19.1.06

O dançarino desengonçado

Vejo um cartaz anunciando um qualquer concurso de dança, estilo danças de salão, como se fossem os “Alunos Apolo” do Porto. Daqueles certames onde os pares se aperaltam em fatiotas de cerimónia e ensaiam passos de dança harmoniosos. Ao sabor de músicas de antanho, que continuam a servir de suporte aos passos compassados da parelha. Manifestações que não colhem a minha simpatia. Coisas da estética, com padrões orientados para outros diapasões.

A dança é coisa estranha para mim. Sejam as danças que se harmonizam nos passos bem estudados, com o fino recorte que só o muito treino habilita; seja a dança transformada em arte, em coreografias ousadas que encantam pela densidade; ou a dança livre, os passos soltos e desordenados que corpos libertados professam ao sabor de música que se põe a jeito, em discotecas. Sempre foi um corpo estranho, a dança, para o meu corpo, estranho à dança.

Via, com inveja, como outras pessoas se libertavam quando sons convidativos ecoavam. Como jorrava uma imensa energia, transbordando a alegria de abanar a cabeça e movimentar pernas e braços com desorganização. Eu não conseguia sentir o mesmo. Quando ensaiava a dança colectiva, sentia-me sempre desengonçado, como se o corpo se desarticulasse em movimentos absurdos. Se as pessoas que gostam de dançar se sentem libertadas pela dança, para mim a dança era uma prisão pelo desconforto que trazia.

Será preconceito pessoal – o de sentir que o dançarino recalcitrante que pulava a custo para uns pálidos saltos de dança era desajeitado na performance. Eram tempos em que cuidava de evitar que os outros zombassem de tristes figuras que acaso fizesse. E como se dava o caso de ajuizar que pela dança tristes figuras fazia, tinha o pudor de evitar o colectivo abanar de cabeça nos tempos em que era mais assídua a frequência de locais de diversão nocturna.

É com pena que o digo, por ser tão grande o gosto pela música (pela música que gosto, bem entendido). Ter passado ao lado de uma educação musical é uma frustração pessoal. Gostava de perceber mais de música, para compreender melhor o que escuto. O gosto pela música não se expressava num correlativo gosto pela dança (naqueles géneros musicais que se prestam ao ondulante movimento dos corpos a acompanhar a melodia dançante). Reprimia a agradável sensação que a música causava ao penetrar no sistema auditivo: as ondas de energia, que impeliam o corpo a uma movimentação conforme com os sons escutados, não deixavam passar senão um ululante serpentear do corpo que era mais imaginado do que real.
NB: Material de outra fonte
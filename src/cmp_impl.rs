//! Implementation of multiprecision integer comparison primitives.

use super::add_impl::ct_sub_mp_mp_borrow;
use super::limb::{LimbChoice, LimbType};
use super::mpint::MpInt;
use core::cmp::Ordering;

/// Compare two normalized magnitudes.
///
/// # Arguments
///
/// * `op0` - The first operand, without high zero limbs.
/// * `op1` - The second operand, without high zero limbs.
///
pub fn cmp_mag_mp_mp(op0: &[LimbType], op1: &[LimbType]) -> Ordering {
    debug_assert!(op0.last().map(|v| *v != 0).unwrap_or(true));
    debug_assert!(op1.last().map(|v| *v != 0).unwrap_or(true));
    op0.len()
        .cmp(&op1.len())
        .then_with(|| op0.iter().rev().cmp(op1.iter().rev()))
}

#[test]
fn test_cmp_mag_mp_mp() {
    assert_eq!(cmp_mag_mp_mp(&[], &[]), Ordering::Equal);
    assert_eq!(cmp_mag_mp_mp(&[], &[1]), Ordering::Less);
    assert_eq!(cmp_mag_mp_mp(&[!0], &[0, 1]), Ordering::Less);
    assert_eq!(cmp_mag_mp_mp(&[2, 1], &[1, 1]), Ordering::Greater);
    assert_eq!(cmp_mag_mp_mp(&[1, 2], &[2, 1]), Ordering::Greater);
    assert_eq!(cmp_mag_mp_mp(&[1, 2], &[1, 2]), Ordering::Equal);
}

/// Compare two magnitudes for `>=`.
///
/// Runs in constant time for a given configuration of input operand widths, i.e. execution time
/// depends only on the operands' lengths, but not their values. High zero limbs are allowed.
pub fn ct_geq_mp_mp(op0: &[LimbType], op1: &[LimbType]) -> LimbChoice {
    !LimbChoice::from(ct_sub_mp_mp_borrow(op0, op1))
}

#[test]
fn test_ct_geq_mp_mp() {
    assert_eq!(ct_geq_mp_mp(&[0, 0], &[0]).unwrap(), 1);
    assert_eq!(ct_geq_mp_mp(&[1, 0], &[2]).unwrap(), 0);
    assert_eq!(ct_geq_mp_mp(&[1, 1], &[2]).unwrap(), 1);
    assert_eq!(ct_geq_mp_mp(&[2], &[1, 1]).unwrap(), 0);
    assert_eq!(ct_geq_mp_mp(&[!0, 1], &[!0, 1, 0]).unwrap(), 1);
}

/// Compare two signed integers.
///
/// Negative values order below non-negative ones, magnitudes decide otherwise.
pub fn cmp_mp_mp(u: &MpInt, v: &MpInt) -> Ordering {
    if core::ptr::eq(u, v) {
        return Ordering::Equal;
    }
    match (u.negative, v.negative) {
        (false, true) => Ordering::Greater,
        (true, false) => Ordering::Less,
        (false, false) => cmp_mag_mp_mp(u.limbs(), v.limbs()),
        (true, true) => cmp_mag_mp_mp(v.limbs(), u.limbs()),
    }
}

impl Ord for MpInt {
    fn cmp(&self, other: &Self) -> Ordering {
        cmp_mp_mp(self, other)
    }
}

impl PartialOrd for MpInt {
    fn partial_cmp(&self, other: &Self) -> Option<Ordering> {
        Some(self.cmp(other))
    }
}

impl MpInt {
    /// Compare absolute values.
    pub fn cmp_mag(&self, other: &Self) -> Ordering {
        cmp_mag_mp_mp(self.limbs(), other.limbs())
    }

    pub fn cmp_i64(&self, other: i64) -> Ordering {
        let other_negative = other < 0;
        let other_mag = other.unsigned_abs();
        match (self.negative, other_negative) {
            (false, true) => Ordering::Greater,
            (true, false) => Ordering::Less,
            (negative, _) => {
                let ord = cmp_mag_u64(self.limbs(), other_mag);
                if negative {
                    ord.reverse()
                } else {
                    ord
                }
            }
        }
    }
}

fn cmp_mag_u64(op0: &[LimbType], op1: u64) -> Ordering {
    let mut op1_limbs: [LimbType; 8 / core::mem::size_of::<LimbType>()] = Default::default();
    let mut op1 = op1;
    for l in op1_limbs.iter_mut() {
        *l = op1 as LimbType;
        op1 = op1.checked_shr(LimbType::BITS).unwrap_or(0);
    }
    let nlimbs = super::limbs_buffer::find_last_set_limb_mp(&op1_limbs);
    cmp_mag_mp_mp(op0, &op1_limbs[..nlimbs])
}

impl PartialEq<i64> for MpInt {
    fn eq(&self, other: &i64) -> bool {
        self.cmp_i64(*other) == Ordering::Equal
    }
}

impl PartialOrd<i64> for MpInt {
    fn partial_cmp(&self, other: &i64) -> Option<Ordering> {
        Some(self.cmp_i64(*other))
    }
}

#[test]
fn test_cmp_mp_mp() {
    let a = MpInt::try_from_limbs(false, &[1, 1]).unwrap();
    let b = MpInt::try_from_limbs(false, &[!0]).unwrap();
    let na = a.checked_neg().unwrap();
    let nb = b.checked_neg().unwrap();
    let zero = MpInt::new();

    assert_eq!(cmp_mp_mp(&a, &a), Ordering::Equal);
    assert_eq!(cmp_mp_mp(&a, &b), Ordering::Greater);
    assert_eq!(cmp_mp_mp(&na, &nb), Ordering::Less);
    assert_eq!(cmp_mp_mp(&nb, &b), Ordering::Less);
    assert_eq!(cmp_mp_mp(&zero, &nb), Ordering::Greater);
    assert_eq!(cmp_mp_mp(&zero, &b), Ordering::Less);
    assert_eq!(na.cmp_mag(&a), Ordering::Equal);
    assert!(na < nb && nb < zero && zero < b && b < a);
}

#[test]
fn test_cmp_i64() {
    let a = MpInt::try_from_limbs(false, &[7]).unwrap();
    assert!(a == 7);
    assert!(a > -7);
    assert!(a < 8);
    let na = a.checked_neg().unwrap();
    assert!(na == -7);
    assert!(na < -6);
    assert!(na > -8);
    assert!(na > i64::MIN);
    assert!(MpInt::new() == 0);
    let big = MpInt::try_from_limbs(false, &[0, 0, 1]).unwrap();
    assert!(big > i64::MAX);
    assert!(big.checked_neg().unwrap() < i64::MIN);
}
Era daqueles que se remetia a um canto, copo numa mão e a outra no bolso das calças, batendo o pé e deslizando palidamente a cabeça de um lado para o outro. Invejando os frenéticos dançarinos que mostravam todo o seu bem-estar com a energia transbordante da dança descomprometida.

As coisas mudam, como muda o tempo em que vivemos. A paternidade é pródiga em transformações. Hoje dou comigo em coreografias sem sentido com a minha filha, que ensaia movimentos de dança sempre que do computador ecoam as músicas mais ou menos esquisitas que o pai gosta de ouvir. A rapariga terá o jeito da mãe para a dança e a sensibilidade auditiva do pai para a música (perdoe-se-me a imodéstia). Tanto abana a cabeça e deixa deslizar o corpo com as patéticas músicas fabricadas para petiz gostar (a dita "música infantil", que reserva um tratamento de atrasados mentais às criancinhas), como com os sons alternativos que o pai põe no éter.

Em compita com a filha, o pai dança como nunca ousou dançar. Continua a ser um desengonçado dançarino, que não fiquem dúvidas. Que interessa, se a filha se entusiasma com os trejeitos de dançarino que o pai se esforça por praticar? Eis-me chegado aos trinta e muitos, dançarino como nunca outrora fui. Metamorfoses necessárias; um elixir da vida, a essência da paternidade.